The result served two needs: the movie's desire for a visually compelling location, and Skowhegan's search for a new reason to feel good about itself.

"One thing that a movie does for a community is give it vigor and hope," said Lynn Kippax, a Kennebunkport resident who served as location manager.

"These are places that have often been ignored when it comes to Maine's story and how it's told," Kippax said of Skowhegan and nearby Waterville, another depressed mill town featured in the movie.

"Maine's story usually includes lobsters, lighthouses, L.L. Bean, and Stephen King," Kippax said. "We're thickening the broth; we're extending the story."

That story has been a tough one in recent years.

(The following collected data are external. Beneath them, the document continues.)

use std::error::Error;
use std::sync::Arc;
use std::time::Duration;

use blebridge::{
    session, Bridge, BridgeConfig, DeviceSighting, DiscoveryAdapter, PlatformConfig, Request,
    Response, ScanEvent,
};
use tracing::{info, metadata::LevelFilter};

/// Adapter that replays a scripted set of advertisements, standing in for a real radio.
struct ScriptedAdapter {
    events: async_channel::Sender<ScanEvent>,
}

impl DiscoveryAdapter for ScriptedAdapter {
    fn is_enabled(&self) -> bool {
        true
    }

    fn enable(&self) -> blebridge::Result<()> {
        Ok(())
    }

    fn begin_discovery(&self) {
        let events = self.events.clone();
        tokio::spawn(async move {
            let nearby = [
                DeviceSighting::new("Pixel Buds".to_string(), "11:22:33:44:55:66"),
                DeviceSighting::new(None, "AA:BB:CC:DD:EE:FF"),
                // Re-advertised; the session keeps a single entry per address.
                DeviceSighting::new("Pixel Buds".to_string(), "11:22:33:44:55:66"),
                DeviceSighting::new("Watch".to_string(), "01:23:45:67:89:AB"),
            ];
            for sighting in nearby {
                tokio::time::sleep(Duration::from_millis(150)).await;
                events.try_send(ScanEvent::Sighting(sighting)).ok();
            }
        });
    }

    fn end_discovery(&self) {}

    fn paired_devices(&self) -> Vec<DeviceSighting> {
        vec![DeviceSighting::new("Keyboard".to_string(), "00:11:22:33:44:55")]
    }
}

#[tokio::main]
async fn main() -> Result<(), Box<dyn Error>> {
    use tracing_subscriber::{fmt, prelude::*, EnvFilter};

    tracing_subscriber::registry()
        .with(fmt::layer())
        .with(
            EnvFilter::builder()
                .with_default_directive(LevelFilter::INFO.into())
                .from_env_lossy(),
        )
        .init();

    let (sender, receiver) = session::event_channel();
    let bridge = Bridge::with_config(BridgeConfig {
        adapter: Some(Arc::new(ScriptedAdapter { events: sender })),
        platform: PlatformConfig { api_level: 34 },
        scan_period: Duration::from_secs(2),
        ..BridgeConfig::default()
    });

    let pump_session = bridge.session().clone();
    tokio::spawn(async move { pump_session.pump(receiver).await });

    if let Response::Devices(paired) = bridge.handle(Request::GetPairedDevices)? {
        for label in paired {
            info!("paired: {label}");
        }
    }

    info!("starting scan");
    bridge.handle(Request::StartScan)?;
    while bridge.session().is_scanning() {
        tokio::time::sleep(Duration::from_millis(200)).await;
    }

    if let Response::Devices(found) = bridge.handle(Request::GetScanResults)? {
        for label in found {
            info!("found: {label}");
        }
    }

    Ok(())
}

Since July 2000, Maine has lost 21.1 percent of its manufacturing jobs -- the fourth-worst seasonally adjusted mark in the country, according to the National Association of Manufacturers.

In Skowhegan, a community of 8,725 people, the losses have been staggering. American Shoe laid off its entire work force of 54 unexpectedly this month; Solon Manufacturing shed 75 workers this year, and Dirigo Stitching laid off 40, Skowhegan officials said.

When Dickey and other municipal leaders talk of good memories, they recall the glorious day President Dwight D. Eisenhower came to town -- half a century ago.

Dickey, who has been town manager for two decades, said she listened to "Empire Falls" on 21 hours of audiotape.

"In hearing it, it was a depressing thing, but that's life," Dickey said. "I can almost name those people in the book."

Russo, who taught English at Colby College in Waterville, used people and places in central Maine to help create "Empire Falls."

The steps of most townspeople quickened beginning Sept. 10, when 56 days of shooting began for the three-hour movie, scheduled for broadcast in 2005.

"When I saw those 10 tractor-trailer trucks rumbling into town, I said, `Holy cow, what have we gotten ourselves into?' " Dickey recalled. "We didn't know how many people work in a movie."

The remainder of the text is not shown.